Start of Block

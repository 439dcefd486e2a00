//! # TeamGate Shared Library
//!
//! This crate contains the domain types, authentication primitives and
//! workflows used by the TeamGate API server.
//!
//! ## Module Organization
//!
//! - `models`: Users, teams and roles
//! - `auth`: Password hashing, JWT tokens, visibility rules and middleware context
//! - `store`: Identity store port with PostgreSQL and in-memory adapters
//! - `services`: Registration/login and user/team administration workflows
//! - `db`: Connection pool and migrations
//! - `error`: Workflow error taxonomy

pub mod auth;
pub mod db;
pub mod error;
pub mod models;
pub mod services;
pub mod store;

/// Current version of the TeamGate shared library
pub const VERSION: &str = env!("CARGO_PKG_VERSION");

End of Block

> _TASK INSTRUCTIONS_
Everything from the line with "pub mod store;" to the last line of the entries above is to be retyped exactly. Include both ends.

> _EXERCISE OUTPUT_
pub mod store;

/// Current version of the TeamGate shared library
pub const VERSION: &str = env!("CARGO_PKG_VERSION");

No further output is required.